I told you it was a lame title.....

OP posts:
Are your children’s vaccines up to date?
moosemama · 09/02/2010 22:02

Obviously I am a member of the secret club as well, not a very well kept secret nowadays though as half the thread knows.

Forgot to say, I won't be coming to the meet up. With ds1 the way he is at the moment, I think we just need to have a quiet unexciting week. There's also the possibilty that dh will be called in for a company meeting even though he has booked the day off. So I'm out I'm afraid. Hope you all have a great time though.

120 · 09/02/2010 22:07

grrr. Can't make meetup as we have Chinese new year lunch with friends I haven't seen in over a year. AND I'm a member of the WWT so tis no effort either.

HZ glad all ok, I'm afraid I'm off to Devonia tomorrow evening, so won't be around at the weekend, but have half term next week so have both of them ALL WEEK.

Books, hope you manage to get some sleep for worry. H had weird panting the night before his party and I had a terrible night with just that. You are all very brave ladies dealing with far worse. I'd definitely be a wreck!

Lenni, the perfect job will turn up soon.. you have to do some cosmic ordering. lol.

Dog, you are making me broody. glad your folks are on the mend and happy birthday for tomorrow. hope your birth story is at hand!

missJ glad you are enjoying the blog!

Pat, still didn't manage to post him today as he is too big for the envelopes we could find, but have a plan and will get him off to you first thing tomorrow.

I spent 4 hours today photographing all the stock for my baby shop and am knackered and still not finished. This having your own business malarky is not what it's cracked up to be. Off to go and remove the backgrounds from the images.

By the way, if anyone is interested in the weaning kits/bibs/nutrition posters, let me know through the site and I'll do a deal on them.

night all x

PatTheHammer · 09/02/2010 22:09

OMG- just cried buckets at that programme, and YES, that bloke was an absolute twat!!!. It actually made me want to do it again and that poor baby with his bowel outside. So horrible that she couldbn't see him for hours, I hardly let go of mine once they were out!

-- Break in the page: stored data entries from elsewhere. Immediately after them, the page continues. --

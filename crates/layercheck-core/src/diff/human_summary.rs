//! Markdown summary of a comparison.

use super::model::{ComparisonResult, Significance};

/// Render a Markdown summary of a [`ComparisonResult`] for review.
///
/// Informational only; the structured result is authoritative.
pub fn render_human_summary(result: &ComparisonResult) -> String {
    let mut out = String::new();
    let s = &result.summary;

    out.push_str("## Drawing Comparison\n\n");
    out.push_str(&format!(
        "**Base**: {}  \n**New**: {}\n\n",
        result.base_version_id.as_deref().unwrap_or("-"),
        result.new_version_id.as_deref().unwrap_or("-")
    ));

    out.push_str("### Summary\n\n");
    out.push_str(&format!(
        "| Layers (base) | Layers (new) | Added | Removed | Modified | Unchanged |\n\
         |---|---|---|---|---|---|\n\
         | {} | {} | {} | {} | {} | {} |\n\n",
        s.total_layers_base, s.total_layers_new, s.added_count, s.removed_count, s.modified_count, s.unchanged_count
    ));
    let by_sig: Vec<String> = [
        Significance::Critical,
        Significance::High,
        Significance::Medium,
        Significance::Low,
    ]
    .iter()
    .map(|sig| format!("{}: {}", sig.label(), s.count(*sig)))
    .collect();
    out.push_str(&format!("**Significance**: {}\n\n", by_sig.join(", ")));

    if !result.insights.is_empty() {
        out.push_str("### Insights\n\n");
        for insight in &result.insights {
            out.push_str(&format!("- {}\n", insight.message()));
        }
        out.push('\n');
    }

    if result.is_empty() {
        out.push_str("_No changes detected._\n");
        return out;
    }

    if !result.added.is_empty() {
        out.push_str("### Added Layers\n\n");
        for p in &result.added {
            out.push_str(&format!(
                "- `{}` [{}]: {} entities, area {:.2}\n",
                p.layer_name,
                p.significance.label(),
                p.snapshot.entity_count,
                p.snapshot.area
            ));
        }
        out.push('\n');
    }

    if !result.removed.is_empty() {
        out.push_str("### Removed Layers\n\n");
        for p in &result.removed {
            out.push_str(&format!(
                "- `{}` [{}]: had {} entities, area {:.2}\n",
                p.layer_name,
                p.significance.label(),
                p.snapshot.entity_count,
                p.snapshot.area
            ));
        }
        out.push('\n');
    }

    if !result.modified.is_empty() {
        out.push_str("### Modified Layers\n\n");
        out.push_str("| Layer | Significance | Area Δ | Area % | Shift | Entities Δ |\n|---|---|---|---|---|---|\n");
        for c in &result.modified {
            let pct = if c.area_pct_undefined {
                "n/a".to_string()
            } else {
                format!("{:+.1}%", c.area_pct_delta * 100.0)
            };
            out.push_str(&format!(
                "| `{}` | {} | {:+.2} | {} | {:.2} | {:+} |\n",
                c.layer_name,
                c.significance.label(),
                c.area_delta,
                pct,
                c.centroid_shift_distance,
                c.entity_count_delta
            ));
        }
        out.push('\n');
    }

    if !result.property_changes.is_empty() {
        out.push_str("### Property Changes\n\n");
        for p in &result.property_changes {
            out.push_str(&format!("- `{}`: {}\n", p.layer_name(), p.describe()));
        }
        out.push('\n');
    }

    out
}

Lenni- I don't fancy bender, but I am more than up for a drink, weeknights ok usually except tues or sometimes do A-level tutoring on a weds evening.

Dog- so great the op went well and Maddie went to someone great. 11 weeks already, Eeeeeeek. Yep, hotel Pat still functional but can you sleep with your two older ones in a double bed or do you want me to borrow an airbed for DD1??? Happy birthday smiler for tomorrow, she is a month and 3 days younger than Z !!!

I have a had a little companion watching tv with me tonight....... ok, tree, you better own up to the fact that you have smuggled H into my house and dressed her up as Z, what is this not sleeping lark???????????????

moosemama · 09/02/2010 22:15

Pat, I have a little friend here interfering with the laptop as well. She fell asleep at tea time unfortunately and is now VERY wide awake. Unlike her mother.

PatTheHammer · 09/02/2010 22:16

No worries 120, I am super-excited!!!! As I said let me know about the postage, sounds manic your end. shame about the meet-up, especially as you are a member, is there one in london[thick emoticon??].

HZ- Pah to marking!!!

Lenni- research thing sound good. How long has your masters taken I was a bit today when my deputy head told me hers took her 5 years. I was kind of hoping to get mine done by the time Z goes to school.

PatTheHammer · 09/02/2010 22:17

moose- I just can't cope with it. In my house babies are put to bed at 7pm and they let me have a ruddy evening......its the law!!! DH would not have been happy but he is out all evening so I won't mention it[shhhhhh!]

moosemama · 09/02/2010 22:20

Same here bed for 7.00, asleep for 7.30 then its time for Mummy's peace and quiet . Unfortunately the boys haven't made it to bed before 8.30 two days in a row and it seems their sister has decided bedtime is not for her either.

120 · 09/02/2010 22:21

yes there is Pat - Barnes wetland centre. They don't have flamingoes though! Oooh. might try and paint one of those next!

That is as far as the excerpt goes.